Programmes d'intervention en matière de violence envers le partenaire intime

COLOMBIE-BRITANNIQUE

Contexte

Loi : Family Law Act, 2013 (en anglais seulement)

Plan d’action provincial : Taking Action on Domestic Violence in British Columbia (2012 – 2013) (en anglais seulement)

Tribunal pour l’instruction des causes de violence familiale : Dans certaines collectivités

Plan provincial relatif à la violence familiale (Provincial Domestic Violence Plan)

En février 2014, le gouvernement de la Colombie-Britannique publiait son plan provincial de trois ans sur la violence familiale (le Provincial Domestic Violence Plan, ou le « plan »). Soutenu par un budget de 5,5 millions de dollars, ce plan s’inscrit dans l’engagement du gouvernement de rendre la C.-B. plus sûre pour les femmes, les enfants et les familles aux prises avec la violence familiale.
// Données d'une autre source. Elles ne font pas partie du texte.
//! End-to-end tests through the facade crate.
//!
//! Test Categories:
//! - Category 1: Greeter Scenario
//! - Category 2: Settings From TOML
//! - Category 3: Lazy Greeter Under the Run Loop

use std::cell::Cell;
use std::rc::Rc;
use std::time::Duration;

use reinhardt_islands::prelude::*;
use reinhardt_islands::widgets::WidgetError;
use rstest::rstest;
use serde::Deserialize;
use tokio::task::LocalSet;

#[derive(Debug, Deserialize)]
struct GreeterProps {
	name: String,
	#[serde(default)]
	excited: bool,
}

fn greet(ctx: &WidgetContext) -> WidgetResult<()> {
	let props: GreeterProps = ctx
		.props()
		.snapshot()
		.deserialize()
		.map_err(|e| WidgetError::custom(e.to_string()))?;
	let mark = if props.excited { "!" } else { "" };
	ctx.element()
		.set_text_content(&format!("Hello, {}{}", props.name, mark));
	Ok(())
}

fn greeter_config(settings: WidgetsSettings) -> WidgetsConfig {
	WidgetsConfig::builder()
		.settings(settings)
		.widget("greeter", |ctx, _| {
			greet(ctx)?;
			Ok(None)
		})
		.build()
		.unwrap()
}

/// Greeter loaded after 20ms that records the greeting in a `greeted` prop.
fn lazy_greeter_config(loads: Rc<Cell<usize>>) -> WidgetsConfig {
	WidgetsConfig::builder()
		.reactive_props(true)
		.writeback_delay(Duration::from_millis(50))
		.async_widget("greeter", "widgets/greeter")
		.loader(move |_| {
			loads.set(loads.get() + 1);
			async move {
				tokio::time::sleep(Duration::from_millis(20)).await;
				Ok(behavior(|ctx: &WidgetContext, _: &Helpers| {
					greet(ctx)?;
					ctx.props().set("greeted", true);
					Ok(None)
				}))
			}
		})
		.build()
		.unwrap()
}

// ============================================================================
// Category 1: Greeter Scenario
// ============================================================================

/// Tests the full lifecycle of server-rendered and injected greeters
#[rstest]
fn test_greeter_lifecycle() {
	let document = Document::new();
	let root = document.create_element("main");
	root.set_attribute("data-widgets-root", "");
	document.body().append_child(&root).unwrap();
	let rendered = WidgetBuilder::new()
		.name("greeter")
		.prop("name", "Ada")
		.build(&document);
	root.append_child(&rendered).unwrap();

	let dispatcher = Dispatcher::start(&document, greeter_config(WidgetsSettings::default())).unwrap();
	assert_eq!(rendered.text_content(), "Hello, Ada");

	let injected = WidgetBuilder::new()
		.name("greeter")
		.prop("name", "Grace")
		.prop("excited", "true")
		.build(&document);
	root.append_child(&injected).unwrap();
	dispatcher.process_pending();
	assert_eq!(injected.text_content(), "Hello, Grace!");
	assert_eq!(dispatcher.len(), 2);

	let first_id = rendered.get_attribute("data-widget-id").unwrap();
	let second_id = injected.get_attribute("data-widget-id").unwrap();
	assert_ne!(first_id, second_id);

	rendered.remove();
	dispatcher.process_pending();
	assert_eq!(dispatcher.len(), 1);
	assert!(dispatcher.instance(&first_id).is_none());
	assert!(dispatcher.instance(&second_id).is_some());
}

// ============================================================================
// Category 2: Settings From TOML
// ============================================================================

/// Tests that a dispatcher runs from TOML settings with custom conventions
#[rstest]
fn test_custom_conventions_from_toml() {
	let settings = WidgetsSettings::from_toml_str(
		r##"
			rootElement = "#app"
			widget_attribute = "data-island"
			prop_prefix = "data-prop-"
			id_prefix = "isl_"
		"##,
	)
	.unwrap();

	let document = Document::new();
	let app = document.create_element("div");
	app.set_attribute("id", "app");
	document.body().append_child(&app).unwrap();
	let element = WidgetBuilder::new()
		.widget_attribute("data-island")
		.prop_prefix("data-prop-")
		.name("greeter")
		.prop("name", "Linus")
		.build(&document);
	app.append_child(&element).unwrap();

	let dispatcher = Dispatcher::start(&document, greeter_config(settings)).unwrap();

	assert_eq!(element.text_content(), "Hello, Linus");
	let id = element.get_attribute("data-widget-id").unwrap();
	assert!(id.starts_with("isl_"));
	assert_eq!(dispatcher.instance_ids().len(), 1);
}

// ============================================================================
// Category 3: Lazy Greeter Under the Run Loop
// ============================================================================

/// Tests loading, debounced writeback and teardown while `run` drives the page
#[tokio::test(flavor = "current_thread", start_paused = true)]
async fn test_lazy_greeter_under_run_loop() {
	LocalSet::new()
		.run_until(async {
			let document = Document::new();
			let root = document.create_element("main");
			root.set_attribute("data-widgets-root", "");
			document.body().append_child(&root).unwrap();
			let rendered = WidgetBuilder::new()
				.name("greeter")
				.prop("name", "Ada")
				.build(&document);
			root.append_child(&rendered).unwrap();

			let loads = Rc::new(Cell::new(0));
			let dispatcher = Rc::new(Dispatcher::start(&document, lazy_greeter_config(loads.clone())).unwrap());
			assert_eq!(dispatcher.pending_loads(), 1);

			let runner = dispatcher.clone();
			let handle = tokio::task::spawn_local(async move { runner.run().await });

			let injected = WidgetBuilder::new()
				.name("greeter")
				.prop("name", "Grace")
				.build(&document);
			root.append_child(&injected).unwrap();

			tokio::time::sleep(Duration::from_millis(30)).await;
			assert_eq!(loads.get(), 1);
			assert_eq!(dispatcher.len(), 2);
			assert_eq!(rendered.text_content(), "Hello, Ada");
			assert_eq!(injected.text_content(), "Hello, Grace");
			assert_eq!(rendered.get_attribute(":greeted"), None);

			tokio::time::sleep(Duration::from_millis(100)).await;
			assert_eq!(rendered.get_attribute(":greeted"), Some("true".to_string()));
			assert_eq!(injected.get_attribute(":greeted"), Some("true".to_string()));

			injected.remove();
			tokio::time::sleep(Duration::from_millis(10)).await;
			assert_eq!(dispatcher.len(), 1);

			dispatcher.stop();
			handle.await.unwrap();
			assert!(!dispatcher.is_observing());
		})
		.await;
}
Ce plan, qui est le fruit de consultations entre le gouvernement, la population et des intervenants anti-violence, prévoit la création d’unités chargées de la violence familiale supplémentaires, de programmes visant les familles autochtones, de services directs s’adressant aux auteurs d’actes violents et un accès amélioré aux services ainsi que des logements sociaux pour les survivants vivant dans des collectivités rurales éloignées.

Le plan s’attaque au grave problème qu’est la violence familiale dans les collectivités autochtones en investissant dans des approches adaptées sur le plan culturel. Il comporte aussi des approches qui abordent les besoins des femmes réfugiées et immigrantes, ainsi que des femmes handicapées.
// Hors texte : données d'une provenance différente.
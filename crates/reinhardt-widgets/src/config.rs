//! Dispatcher configuration.
//!
//! [`WidgetsConfig`] bundles the plain-data [`WidgetsSettings`] with the code
//! the engine runs: eager behaviors, the async loader and the capability
//! factory.
//!
//! # Example
//!
//! ```ignore
//! let config = WidgetsConfig::builder()
//!     .root_element("#app")
//!     .logs(true)
//!     .widget("greeter", |ctx, _helpers| {
//!         let name: String = ctx.props().get_as("name").unwrap_or_default();
//!         ctx.element().append_text(&format!("Hello, {}", name))?;
//!         Ok(None)
//!     })
//!     .async_widget("chart", "widgets/chart")
//!     .loader(|reference| {
//!         let reference = reference.to_string();
//!         async move { load_chart(&reference).await }
//!     })
//!     .build()?;
//! ```

use std::collections::HashMap;
use std::fmt;
use std::future::Future;
use std::rc::Rc;
use std::time::Duration;

use futures::FutureExt;

use crate::context::WidgetContext;
use crate::error::{ObserveResult, ResolveError, WidgetResult};
use crate::helpers::Helpers;
use crate::instance::{Behavior, CapabilityFactory, Teardown};
use crate::resolver::{HandlerResolver, Loader};
use crate::settings::WidgetsSettings;

/// Everything a [`Dispatcher`](crate::Dispatcher) needs.
pub struct WidgetsConfig<C = Helpers> {
	pub(crate) settings: WidgetsSettings,
	pub(crate) widgets: HashMap<String, Behavior<C>>,
	pub(crate) loader: Option<Loader<C>>,
	pub(crate) plugins: CapabilityFactory<C>,
}

impl WidgetsConfig<Helpers> {
	/// Starts a builder whose behaviors receive [`Helpers`].
	pub fn builder() -> WidgetsConfigBuilder<Helpers> {
		WidgetsConfigBuilder::new(Helpers::factory())
	}
}

impl<C: 'static> WidgetsConfig<C> {
	/// Starts a builder with a custom capability factory.
	///
	/// # Arguments
	///
	/// * `plugins` - Called once per instance, before the behavior runs
	pub fn builder_with(plugins: impl Fn(&WidgetContext) -> C + 'static) -> WidgetsConfigBuilder<C> {
		WidgetsConfigBuilder::new(Rc::new(plugins))
	}

	/// The plain-data settings.
	pub fn settings(&self) -> &WidgetsSettings {
		&self.settings
	}

	/// Returns true when `name` has an eager behavior.
	pub fn has_widget(&self, name: &str) -> bool {
		self.widgets.contains_key(name)
	}

	pub(crate) fn into_parts(self) -> (WidgetsSettings, HandlerResolver<C>, CapabilityFactory<C>) {
		let references = self
			.settings
			.async_widgets
			.iter()
			.map(|(name, reference)| (name.clone(), reference.clone()))
			.collect();
		let resolver = HandlerResolver::new(self.widgets, references, self.loader);
		(self.settings, resolver, self.plugins)
	}
}

impl<C> fmt::Debug for WidgetsConfig<C> {
	fn fmt(&self, f: &mut fmt::Formatter<'_>) -> fmt::Result {
		let mut widgets: Vec<&String> = self.widgets.keys().collect();
		widgets.sort();
		f.debug_struct("WidgetsConfig")
			.field("settings", &self.settings)
			.field("widgets", &widgets)
			.field("has_loader", &self.loader.is_some())
			.finish()
	}
}

/// Builder for [`WidgetsConfig`].
pub struct WidgetsConfigBuilder<C> {
	settings: WidgetsSettings,
	widgets: HashMap<String, Behavior<C>>,
	loader: Option<Loader<C>>,
	plugins: CapabilityFactory<C>,
}

impl<C: 'static> WidgetsConfigBuilder<C> {
	fn new(plugins: CapabilityFactory<C>) -> Self {
		Self {
			settings: WidgetsSettings::default(),
			widgets: HashMap::new(),
			loader: None,
			plugins,
		}
	}

	/// Replaces all plain-data settings, keeping registered code.
	pub fn settings(mut self, settings: WidgetsSettings) -> Self {
		self.settings = settings;
		self
	}

	/// Selector of the observed root.
	pub fn root_element(mut self, selector: impl Into<String>) -> Self {
		self.settings.root_element = selector.into();
		self
	}

	/// Selector of bindable elements.
	pub fn selector(mut self, selector: impl Into<String>) -> Self {
		self.settings.selector = Some(selector.into());
		self
	}

	/// Marker attribute naming the widget.
	pub fn widget_attribute(mut self, attribute: impl Into<String>) -> Self {
		self.settings.widget_attribute = attribute.into();
		self
	}

	/// Identity attribute written by the engine.
	pub fn id_attribute(mut self, attribute: impl Into<String>) -> Self {
		self.settings.id_attribute = attribute.into();
		self
	}

	/// Prefix of generated instance ids.
	pub fn id_prefix(mut self, prefix: impl Into<String>) -> Self {
		self.settings.id_prefix = prefix.into();
		self
	}

	/// Prefix of prop attributes.
	pub fn prop_prefix(mut self, prefix: impl Into<String>) -> Self {
		self.settings.prop_prefix = prefix.into();
		self
	}

	/// Enables info-level lifecycle logs.
	pub fn logs(mut self, enabled: bool) -> Self {
		self.settings.logs = enabled;
		self
	}

	/// Enables prop writeback and attribute following.
	pub fn reactive_props(mut self, enabled: bool) -> Self {
		self.settings.reactive_props = enabled;
		self
	}

	/// Debounces prop writeback by `delay`; `None` writes back immediately.
	///
	/// The delay is kept in whole milliseconds. A non-zero delay below one
	/// millisecond rounds up to one, and delays too long for `u64`
	/// milliseconds saturate.
	pub fn writeback_delay(mut self, delay: impl Into<Option<Duration>>) -> Self {
		self.settings.writeback_delay_ms = delay.into().map(delay_millis);
		self
	}

	/// Registers an eager behavior.
	pub fn widget<F>(mut self, name: impl Into<String>, behavior: F) -> Self
	where
		F: Fn(&WidgetContext, &C) -> WidgetResult<Option<Teardown>> + 'static,
	{
		self.widgets.insert(name.into(), Rc::new(behavior));
		self
	}

	/// Alias of [`widget`](Self::widget).
	pub fn component<F>(self, name: impl Into<String>, behavior: F) -> Self
	where
		F: Fn(&WidgetContext, &C) -> WidgetResult<Option<Teardown>> + 'static,
	{
		self.widget(name, behavior)
	}

	/// Registers several eager behaviors.
	pub fn widgets(mut self, widgets: impl IntoIterator<Item = (String, Behavior<C>)>) -> Self {
		self.widgets.extend(widgets);
		self
	}

	/// Maps a widget name to a loader reference.
	pub fn async_widget(mut self, name: impl Into<String>, reference: impl Into<String>) -> Self {
		self.settings
			.async_widgets
			.insert(name.into(), reference.into());
		self
	}

	/// Maps several widget names to loader references.
	pub fn async_widgets<N, R>(mut self, widgets: impl IntoIterator<Item = (N, R)>) -> Self
	where
		N: Into<String>,
		R: Into<String>,
	{
		self.settings.async_widgets.extend(
			widgets
				.into_iter()
				.map(|(name, reference)| (name.into(), reference.into())),
		);
		self
	}

	/// Alias of [`async_widget`](Self::async_widget).
	pub fn async_component(self, name: impl Into<String>, reference: impl Into<String>) -> Self {
		self.async_widget(name, reference)
	}

	/// Replaces the capability factory.
	pub fn plugins(mut self, factory: impl Fn(&WidgetContext) -> C + 'static) -> Self {
		self.plugins = Rc::new(factory);
		self
	}

	/// Alias of [`plugins`](Self::plugins).
	pub fn helpers(self, factory: impl Fn(&WidgetContext) -> C + 'static) -> Self {
		self.plugins(factory)
	}

	/// Sets the loader used for names without an eager behavior.
	pub fn loader<F, Fut>(mut self, loader: F) -> Self
	where
		F: Fn(&str) -> Fut + 'static,
		Fut: Future<Output = Result<Behavior<C>, ResolveError>> + 'static,
	{
		self.loader = Some(Rc::new(move |reference: &str| loader(reference).boxed_local()));
		self
	}

	/// Validates and builds the config.
	///
	/// # Errors
	///
	/// Returns the settings validation error.
	pub fn build(self) -> ObserveResult<WidgetsConfig<C>> {
		self.settings.validate()?;
		for name in self.settings.async_widgets.keys() {
			if self.widgets.contains_key(name) {
				tracing::warn!(widget = %name, "widget is both eager and async, the eager behavior wins");
			}
		}
		Ok(WidgetsConfig {
			settings: self.settings,
			widgets: self.widgets,
			loader: self.loader,
			plugins: self.plugins,
		})
	}
}

fn delay_millis(delay: Duration) -> u64 {
	let millis = u64::try_from(delay.as_millis()).unwrap_or(u64::MAX);
	if millis == 0 && !delay.is_zero() { 1 } else { millis }
}
//! Reactive Props Integration Tests
//!
//! Tests for prop writeback onto element attributes, attribute following and
//! per-prop cells.
//!
//! Test Categories:
//! - Category 1: Writeback
//! - Category 2: Attribute Following
//! - Category 3: Prop Effects

use std::cell::Cell;
use std::rc::Rc;
use std::time::Duration;

use reinhardt_dom::{Document, Element, MutationObserver, MutationRecord, ObserveOptions, WidgetBuilder};
use reinhardt_widgets::{Dispatcher, WidgetsConfig};
use rstest::{fixture, rstest};
use serde_json::json;
use tokio::task::LocalSet;

struct Page {
	document: Document,
	root: Element,
}

impl Page {
	fn counter(&self, count: &str) -> Element {
		let element = WidgetBuilder::new()
			.name("counter")
			.prop("count", count)
			.prop("max-items", "10")
			.build(&self.document);
		self.root.append_child(&element).unwrap();
		element
	}

	/// Observes attribute changes of `element` alone.
	fn watch(&self, element: &Element) -> MutationObserver {
		self.document.observe(element.as_node(), ObserveOptions::attributes())
	}
}

#[fixture]
fn page() -> Page {
	let document = Document::new();
	let root = document.create_element("main");
	root.set_attribute("data-widgets-root", "");
	document.body().append_child(&root).unwrap();
	Page { document, root }
}

/// Drains `observer` and counts the `:count` records.
fn count_writes(observer: &MutationObserver) -> usize {
	observer
		.take_records()
		.iter()
		.filter(|record| matches!(record, MutationRecord::Attributes { name, .. } if name == ":count"))
		.count()
}

fn counter_dispatcher(page: &Page, reactive: bool, delay: Option<Duration>) -> Dispatcher {
	let mut builder = WidgetsConfig::builder()
		.reactive_props(reactive)
		.widget("counter", |_, _| Ok(None));
	if let Some(delay) = delay {
		builder = builder.writeback_delay(delay);
	}
	Dispatcher::start(&page.document, builder.build().unwrap()).unwrap()
}

// ============================================================================
// Category 1: Writeback
// ============================================================================

/// Tests that every prop change is written back immediately without a delay
#[rstest]
fn test_immediate_writeback(page: Page) {
	let element = page.counter("0");
	let dispatcher = counter_dispatcher(&page, true, None);
	let watcher = page.watch(&element);
	let props = dispatcher.instance_for(&element).unwrap().props().clone();

	props.set("count", 1);
	props.set("count", 2);
	props.set("count", 3);

	assert_eq!(count_writes(&watcher), 3);
	assert_eq!(element.get_attribute(":count"), Some("3".to_string()));
	// Unchanged props are not rewritten.
	assert_eq!(element.get_attribute(":max-items"), Some("10".to_string()));

	// The dispatcher sees its own writes and leaves props alone.
	dispatcher.process_pending();
	assert_eq!(props.get("count"), Some(json!(3)));
	assert_eq!(count_writes(&watcher), 0);
}

/// Tests that debounced writeback coalesces a burst into one write
#[rstest]
#[tokio::test(flavor = "current_thread", start_paused = true)]
async fn test_debounced_writeback(page: Page) {
	LocalSet::new()
		.run_until(async move {
			let element = page.counter("0");
			let dispatcher = counter_dispatcher(&page, true, Some(Duration::from_millis(100)));
			let watcher = page.watch(&element);
			let props = dispatcher.instance_for(&element).unwrap().props().clone();

			props.set("count", 1);
			props.set("count", 2);
			props.set("count", 3);
			assert!(props.has_pending());
			assert_eq!(count_writes(&watcher), 0);

			tokio::time::sleep(Duration::from_millis(150)).await;

			assert_eq!(count_writes(&watcher), 1);
			assert_eq!(element.get_attribute(":count"), Some("3".to_string()));
		})
		.await;
}

/// Tests that removed props lose their attribute
#[rstest]
fn test_removed_prop_drops_attribute(page: Page) {
	let element = page.counter("0");
	let dispatcher = counter_dispatcher(&page, true, None);
	let props = dispatcher.instance_for(&element).unwrap().props().clone();

	props.remove("max_items");

	assert!(!element.has_attribute(":max-items"));
	assert!(element.has_attribute(":count"));
}

/// Tests that props stay local when reactive props are disabled
#[rstest]
fn test_no_writeback_when_disabled(page: Page) {
	let element = page.counter("0");
	let dispatcher = counter_dispatcher(&page, false, None);
	let watcher = page.watch(&element);
	let props = dispatcher.instance_for(&element).unwrap().props().clone();

	props.set("count", 5);

	assert_eq!(props.get("count"), Some(json!(5)));
	assert_eq!(element.get_attribute(":count"), Some("0".to_string()));
	assert_eq!(count_writes(&watcher), 0);
}

// ============================================================================
// Category 2: Attribute Following
// ============================================================================

/// Tests that an external attribute change updates props without writeback
#[rstest]
fn test_external_attribute_change(page: Page) {
	let element = page.counter("0");
	let dispatcher = counter_dispatcher(&page, true, None);
	let instance = dispatcher.instance_for(&element).unwrap();
	let effect = instance.context().prop_effect("count");
	let notified = Rc::new(Cell::new(0));
	let seen = notified.clone();
	instance
		.props()
		.subscribe(move |_| seen.set(seen.get() + 1))
		.detach();
	let watcher = page.watch(&element);

	element.set_attribute(":count", "7");
	dispatcher.process_pending();

	assert_eq!(instance.props().get("count"), Some(json!(7)));
	assert_eq!(effect.get(), json!(7));
	assert_eq!(notified.get(), 0);
	// Only the external write, no echo.
	assert_eq!(count_writes(&watcher), 1);
}

/// Tests that removing a prop attribute removes the prop
#[rstest]
fn test_external_attribute_removal(page: Page) {
	let element = page.counter("0");
	let dispatcher = counter_dispatcher(&page, true, None);
	let instance = dispatcher.instance_for(&element).unwrap();

	element.remove_attribute(":count");
	dispatcher.process_pending();

	assert!(!instance.props().contains_key("count"));
	assert_eq!(instance.context().prop_effect("count").get(), json!(null));
}

/// Tests that attribute changes are ignored when reactive props are disabled
#[rstest]
fn test_attributes_not_followed_when_disabled(page: Page) {
	let element = page.counter("0");
	let dispatcher = counter_dispatcher(&page, false, None);
	let instance = dispatcher.instance_for(&element).unwrap();

	element.set_attribute(":count", "7");
	assert_eq!(dispatcher.process_pending(), 0);
	assert_eq!(instance.props().get("count"), Some(json!(0)));
}

// ============================================================================
// Category 3: Prop Effects
// ============================================================================

/// Tests that setting a prop effect writes one attribute and does not loop
#[rstest]
fn test_prop_effect_set(page: Page) {
	let element = page.counter("0");
	let dispatcher = counter_dispatcher(&page, true, None);
	let instance = dispatcher.instance_for(&element).unwrap();
	let effect = instance.context().prop_effect("count");
	let changes = Rc::new(Cell::new(0));
	let seen = changes.clone();
	effect.subscribe(move |_| seen.set(seen.get() + 1)).detach();
	let watcher = page.watch(&element);

	effect.set(5);
	dispatcher.process_pending();

	assert_eq!(element.get_attribute(":count"), Some("5".to_string()));
	assert_eq!(instance.props().get("count"), Some(json!(5)));
	assert_eq!(effect.get_as::<i64>(), Some(5));
	assert_eq!(changes.get(), 1);
	assert_eq!(count_writes(&watcher), 1);
}

/// Tests that props written back show up in every cell for that prop
#[rstest]
fn test_prop_effect_follows_props(page: Page) {
	let element = page.counter("0");
	let dispatcher = counter_dispatcher(&page, true, None);
	let instance = dispatcher.instance_for(&element).unwrap();
	let first = instance.context().prop_effect("max-items");
	let second = instance.context().prop_effect("max_items");

	instance.props().set("max_items", 20);

	assert_eq!(first.get(), json!(20));
	assert!(first.cell().ptr_eq(second.cell()));
	assert_eq!(element.get_attribute(":max-items"), Some("20".to_string()));
}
Le 5 août 2015, le bureau provincial chargé de la violence familiale (Provincial Office of Domestic Violence, ou PODV) publiait son premier rapport annuel faisant état des travaux réalisés entre le 1er avril 2014 et le 31 mars 2015 ainsi que des initiatives et des activités qui se poursuivront au cours des années 2 et 3 de la mise en œuvre du plan.

Les travaux s’inscrivant dans les engagements pris pour les années 2 et 3 dans le plan sont déjà bien avancés. L’investissement de 5,5 millions de dollars se décline en quatre volets, qui sont les suivants :

Le PODV publiera son deuxième rapport annuel (Second Annual Report) à l’été 2016 afin de rendre compte des travaux réalisés en 2015-2016.
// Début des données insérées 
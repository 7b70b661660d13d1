//! Read-only view of a widget handed to its behavior and capability factory.

use std::cell::RefCell;
use std::collections::BTreeMap;
use std::fmt;
use std::rc::Rc;

use reinhardt_dom::Element;
use serde::de::DeserializeOwned;
use serde_json::Value;

use crate::codec::{decode, encode, normalize_key};
use crate::instance::InstanceId;
use crate::membrane::Membrane;
use crate::props::{PropAttributes, Props};
use crate::reactive::{Observable, Subscription};

/// Link between a widget's props and its element attributes.
pub(crate) struct PropBindings {
	element: Element,
	attributes: RefCell<PropAttributes>,
	cells: RefCell<BTreeMap<String, Observable<Value>>>,
}

impl PropBindings {
	pub(crate) fn new(element: Element, attributes: PropAttributes) -> Rc<Self> {
		Rc::new(Self {
			element,
			attributes: RefCell::new(attributes),
			cells: RefCell::new(BTreeMap::new()),
		})
	}

	pub(crate) fn key_for(&self, attribute: &str) -> Option<String> {
		self.attributes.borrow().key_for(attribute)
	}

	pub(crate) fn remember(&self, key: &str, attribute: &str) {
		self.attributes.borrow_mut().remember(key, attribute);
	}

	/// Serializes every prop onto the element and drops attributes of props
	/// that no longer exist. Unchanged attributes are not touched.
	pub(crate) fn write_all(&self, props: &Props) {
		let (writes, removals) = {
			let mut attributes = self.attributes.borrow_mut();
			let writes: Vec<(String, String)> = props
				.iter()
				.map(|(key, value)| {
					let name = attributes.attribute_for(key);
					attributes.remember(key.clone(), name.clone());
					(name, encode(value))
				})
				.collect();
			let removals: Vec<String> = attributes
				.known()
				.filter(|(key, _)| !props.contains_key(key))
				.map(|(_, name)| name.to_string())
				.collect();
			(writes, removals)
		};

		for (name, text) in writes {
			if self.element.get_attribute(&name).as_deref() != Some(text.as_str()) {
				self.element.set_attribute(&name, &text);
			}
		}
		for name in removals {
			if self.element.has_attribute(&name) {
				self.element.remove_attribute(&name);
			}
		}
		for (key, value) in props {
			self.sync_cell(key, value.clone());
		}
	}

	/// Writes a single prop attribute.
	pub(crate) fn write_one(&self, key: &str, value: &Value) {
		let name = {
			let mut attributes = self.attributes.borrow_mut();
			let name = attributes.attribute_for(key);
			attributes.remember(key, name.clone());
			name
		};
		let text = encode(value);
		if self.element.get_attribute(&name).as_deref() != Some(text.as_str()) {
			self.element.set_attribute(&name, &text);
		}
	}

	pub(crate) fn cell(&self, key: &str, seed: impl FnOnce() -> Value) -> Observable<Value> {
		self.cells
			.borrow_mut()
			.entry(key.to_string())
			.or_insert_with(|| Observable::new(seed()))
			.clone()
	}

	/// Pushes `value` into the cell for `key`, if one was created.
	pub(crate) fn sync_cell(&self, key: &str, value: Value) {
		let cell = self.cells.borrow().get(key).cloned();
		if let Some(cell) = cell {
			cell.set_if_changed(value);
		}
	}
}

/// What a behavior knows about the widget it is bound to.
///
/// Cloning is cheap; clones share props and element.
#[derive(Clone)]
pub struct WidgetContext {
	id: InstanceId,
	name: String,
	element: Element,
	props: Membrane,
	bindings: Rc<PropBindings>,
}

impl WidgetContext {
	pub(crate) fn new(
		id: InstanceId,
		name: String,
		element: Element,
		props: Membrane,
		bindings: Rc<PropBindings>,
	) -> Self {
		Self {
			id,
			name,
			element,
			props,
			bindings,
		}
	}

	/// The instance id stamped on the element.
	pub fn id(&self) -> &InstanceId {
		&self.id
	}

	/// The widget name from the marker attribute.
	pub fn name(&self) -> &str {
		&self.name
	}

	/// The bound element.
	pub fn element(&self) -> &Element {
		&self.element
	}

	/// The widget's props.
	pub fn props(&self) -> &Membrane {
		&self.props
	}

	pub(crate) fn bindings(&self) -> &Rc<PropBindings> {
		&self.bindings
	}

	/// Returns an observable cell for a single prop.
	///
	/// The cell follows attribute changes observed by the dispatcher (when
	/// reactive props are enabled) and writes made through
	/// [`PropEffect::set`]. Repeated calls for the same prop share one cell.
	///
	/// # Arguments
	///
	/// * `key` - Prop key or attribute suffix (`max-items` and `max_items` are
	///   the same prop)
	///
	/// # Example
	///
	/// ```ignore
	/// let open = ctx.prop_effect("open");
	/// let panel = ctx.element().clone();
	/// open.subscribe(move |value| {
	///     let text = if value == &json!(true) { "shown" } else { "hidden" };
	///     panel.set_text_content(text);
	/// })
	/// .detach();
	/// open.set(true);
	/// ```
	pub fn prop_effect(&self, key: &str) -> PropEffect {
		let key = normalize_key(key);
		let cell = self.bindings.cell(&key, || {
			let attribute = self.bindings.attributes.borrow().attribute_for(&key);
			self.element
				.get_attribute(&attribute)
				.map(|raw| decode(&raw))
				.unwrap_or(Value::Null)
		});
		PropEffect {
			key,
			cell,
			bindings: self.bindings.clone(),
			props: self.props.clone(),
		}
	}
}

impl fmt::Debug for WidgetContext {
	fn fmt(&self, f: &mut fmt::Formatter<'_>) -> fmt::Result {
		f.debug_struct("WidgetContext")
			.field("id", &self.id)
			.field("name", &self.name)
			.field("element", &self.element)
			.finish()
	}
}

/// Observable cell plus setter for one prop.
///
/// Setting writes only this prop's attribute and stores the value in the
/// props without notifying props subscribers.
#[derive(Clone)]
pub struct PropEffect {
	key: String,
	cell: Observable<Value>,
	bindings: Rc<PropBindings>,
	props: Membrane,
}

impl PropEffect {
	/// Normalized prop key.
	pub fn key(&self) -> &str {
		&self.key
	}

	/// Current value, `Value::Null` when the prop is absent.
	pub fn get(&self) -> Value {
		self.cell.get()
	}

	/// Current value deserialized into `T`.
	pub fn get_as<T: DeserializeOwned>(&self) -> Option<T> {
		self.cell
			.with(|value| serde_json::from_value(value.clone()).ok())
	}

	/// The underlying cell.
	pub fn cell(&self) -> &Observable<Value> {
		&self.cell
	}

	/// Registers `listener`, called whenever the prop value changes.
	pub fn subscribe(&self, listener: impl Fn(&Value) + 'static) -> Subscription {
		self.cell.subscribe(listener)
	}

	/// Writes the prop attribute and updates the cell.
	pub fn set(&self, value: impl Into<Value>) {
		let value = value.into();
		self.bindings.write_one(&self.key, &value);
		self.props.store_silently(&self.key, Some(value.clone()));
		self.cell.set_if_changed(value);
	}
}

impl fmt::Debug for PropEffect {
	fn fmt(&self, f: &mut fmt::Formatter<'_>) -> fmt::Result {
		f.debug_struct("PropEffect")
			.field("key", &self.key)
			.field("value", &self.cell.get())
			.finish()
	}
}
Le plan provincial relatif à la violence familiale (Provincial Domestic Violence Plan) et le premier rapport annuel (First Annual report) sont accessibles à l’adresse (en anglais seulement).

Tribunaux chargés des causes de violence familiale

Les tribunaux chargés des causes de violence familiale sont présents dans certaines collectivités de la Colombie-Britannique. Il existe dans la province trois modèles distincts de tribunaux chargés des causes de violence, chacun différant de l’autre en ce qui a trait à leurs buts et à leur approche.

Établi en 2009, le tribunal chargé des causes de violence familiale de Duncan est une initiative dirigée par des juges qui adopte une approche en matière de justice axée sur la collaboration et la thérapie et qui réunit divers services communautaires et organismes gouvernementaux. Le tribunal s’est donné comme premier objectif d’éradiquer la violence dans les couples et d’assurer la sécurité des familles. Toutes les infractions liées à la violence familiale, à l’exception des plus graves, et les demandes en vertu de l’article 810 du Code criminel peuvent être assujetties à ce tribunal. Des représentants de divers fournisseurs de services et organismes communautaires s’y présentent pour rencontrer les victimes et les accusés.

Le tribunal pour l’instruction des causes de violence familiale de Nanaimo a été mis sur pied en 2013 dans le cadre d’un effort concerté du comité régional Community Coordination for Domestic Safety (CCDS), composé de représentants d’organismes gouvernementaux et de fournisseurs de services communautaires. Toutes les infractions liées à la violence familiale commises par des adultes, à l’exception des cas d’homicide, ainsi que les demandes en vertu de l’article 810 du Code criminel peuvent être assujetties à ce tribunal. Comme c’est le cas avec le tribunal de Duncan, les fournisseurs de services communautaires jouent un important rôle dans le soutien des victimes et des personnes accusées.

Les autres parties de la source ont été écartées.